==== PROVIDED RECORDS ====
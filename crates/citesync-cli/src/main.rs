use std::path::PathBuf;

use anyhow::{Context, Result};
use clap::{Parser, Subcommand};
use citesync_core::format_timestamp;
use citesync_storage::CitationStore;
use citesync_sync::{export_year, maybe_build_scheduler, run_enrichment, run_sync_once, SyncConfig};
use tracing::info;
use tracing_subscriber::{layer::SubscriberExt, util::SubscriberInitExt, EnvFilter};

#[derive(Debug, Parser)]
#[command(name = "citesync")]
#[command(about = "Keep a local SFMTA parking citation store in sync and enrich it with zip codes")]
struct Cli {
    /// Overrides CITESYNC_DATABASE_URL.
    #[arg(long, global = true)]
    database_url: Option<String>,
    /// Overrides CITESYNC_ARTIFACTS_DIR.
    #[arg(long, global = true)]
    artifacts_dir: Option<PathBuf>,
    #[command(subcommand)]
    command: Option<Commands>,
}

#[derive(Debug, Subcommand)]
enum Commands {
    /// Create the citation table if it does not exist.
    Init,
    /// Fetch every citation issued since the stored watermark.
    Sync {
        #[arg(long)]
        limit: Option<usize>,
    },
    /// Attach zip codes to a seeded sample of one year's citations.
    Enrich {
        #[arg(long)]
        year: i32,
        #[arg(long, default_value_t = 0.1)]
        fraction: f64,
        #[arg(long)]
        seed: Option<u64>,
    },
    /// Write one year of stored citations as a Parquet artifact.
    Export {
        #[arg(long)]
        year: i32,
        /// Keep only rows that carry a geometry.
        #[arg(long)]
        geometry_only: bool,
    },
    /// Row count, watermark and per-year geometry coverage.
    Stats,
    /// Run the sync on its cron schedule until interrupted.
    Schedule {
        #[arg(long)]
        cron: Option<String>,
    },
}

fn init_tracing() {
    let filter = EnvFilter::try_from_default_env().unwrap_or_else(|_| EnvFilter::new("info"));
    let log_json = std::env::var("CITESYNC_LOG_JSON")
        .map(|v| matches!(v.as_str(), "1" | "true" | "TRUE" | "True"))
        .unwrap_or(false);
    if log_json {
        tracing_subscriber::registry()
            .with(filter)
            .with(tracing_subscriber::fmt::layer().json())
            .init();
    } else {
        tracing_subscriber::registry()
            .with(filter)
            .with(tracing_subscriber::fmt::layer().with_writer(std::io::stderr))
            .init();
    }
}

impl Cli {
    fn config(&self) -> SyncConfig {
        let mut config = SyncConfig::from_env();
        if let Some(url) = &self.database_url {
            config.database_url = url.clone();
        }
        if let Some(dir) = &self.artifacts_dir {
            config.artifacts_dir = dir.clone();
        }
        config
    }
}

#[tokio::main]
async fn main() -> Result<()> {
    init_tracing();
    let cli = Cli::parse();
    let mut config = cli.config();

    match cli.command.unwrap_or(Commands::Sync { limit: None }) {
        Commands::Init => {
            let store = CitationStore::connect(&config.database_url).await?;
            store.create_table().await?;
            println!("citation table ready in {}", config.database_url);
        }
        Commands::Sync { limit } => {
            if let Some(limit) = limit {
                config.fetch_limit = limit;
            }
            let summary = run_sync_once(&config).await?;
            println!(
                "sync complete: run_id={} watermark={} windows={} appended={} rejected={} truncated={}",
                summary.run_id,
                format_timestamp(summary.watermark),
                summary.windows_fetched,
                summary.rows_appended,
                summary.rows_rejected,
                summary.truncated_windows
            );
        }
        Commands::Enrich {
            year,
            fraction,
            seed,
        } => {
            if let Some(seed) = seed {
                config.sample_seed = seed;
            }
            let summary = run_enrichment(&config, year, fraction).await?;
            println!(
                "{}",
                serde_json::to_string_pretty(&summary.manifest)
                    .context("serializing enrichment manifest")?
            );
        }
        Commands::Export {
            year,
            geometry_only,
        } => {
            let stored = export_year(&config, year, geometry_only).await?;
            println!(
                "export complete: path={} sha256={} bytes={}",
                stored.absolute_path.display(),
                stored.content_hash,
                stored.byte_size
            );
        }
        Commands::Stats => {
            let store = CitationStore::connect(&config.database_url).await?;
            println!("rows: {}", store.count().await?);
            match store.latest_issued().await? {
                Some(latest) => println!("watermark: {}", format_timestamp(latest)),
                None => println!("watermark: (empty store)"),
            }
            for entry in store.geometry_counts_by_year().await? {
                println!("{}: {} rows with geometry", entry.year, entry.count);
            }
        }
        Commands::Schedule { cron } => {
            config.scheduler_enabled = true;
            if let Some(cron) = cron {
                config.sync_cron = cron;
            }
            let Some(mut sched) = maybe_build_scheduler(&config).await? else {
                return Ok(());
            };
            sched.start().await.context("starting scheduler")?;
            info!(cron = %config.sync_cron, "scheduler running; ctrl-c to stop");
            tokio::signal::ctrl_c().await.context("waiting for ctrl-c")?;
            sched.shutdown().await.context("stopping scheduler")?;
        }
    }

    Ok(())
}
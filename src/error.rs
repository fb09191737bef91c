//! Error taxonomy for the backup pipeline.
//!
//! The engines route on these variants: a [`CatalogError`] aborts a run
//! outright, while fetch, upload and per-bucket store failures are
//! recovered at the resource level and reported as warnings.

use thiserror::Error;

/// The remote catalog is unreachable or returned a malformed payload.
/// Fatal for a backup run: nothing downstream is meaningful without it.
#[derive(Debug, Error)]
pub enum CatalogError {
    #[error("catalog request failed: {0}")]
    Http(#[from] reqwest::Error),

    #[error("malformed catalog payload: {0}")]
    Malformed(String),
}

/// A single resource's bytes could not be downloaded.
#[derive(Debug, Error)]
pub enum FetchError {
    #[error("resource request failed: {0}")]
    Http(#[from] reqwest::Error),

    #[error("resource fetch for {url} returned status {status}")]
    Status { url: String, status: u16 },
}

/// A bucket or object operation failed at the store. SDK errors are
/// carried as display strings so the store client's generics stay out of
/// the public error type.
#[derive(Debug, Error)]
pub enum StoreError {
    #[error("store error: {0}")]
    S3(String),
}

/// Umbrella error for engine operations.
#[derive(Debug, Error)]
pub enum BackupError {
    #[error("catalog error: {0}")]
    Catalog(#[from] CatalogError),

    #[error("fetch error: {0}")]
    Fetch(#[from] FetchError),

    #[error("store error: {0}")]
    Store(#[from] StoreError),

    /// A declared update time that cannot be parsed is a data-quality
    /// fault, surfaced rather than defaulted: guessing either skips a real
    /// update or re-downloads unchanged data forever.
    #[error("resource {resource} declares an unusable update time {raw:?}")]
    MalformedTimestamp {
        resource: String,
        raw: Option<String>,
    },

    #[error("staging failed: {0}")]
    Staging(#[source] std::io::Error),
}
====
Go through the records above and return each line in which the word "true" occurs.

    #[arg(long, global = true)]
    #[arg(long, global = true)]
        .map(|v| matches!(v.as_str(), "1" | "true" | "TRUE" | "True"))
            config.scheduler_enabled = true;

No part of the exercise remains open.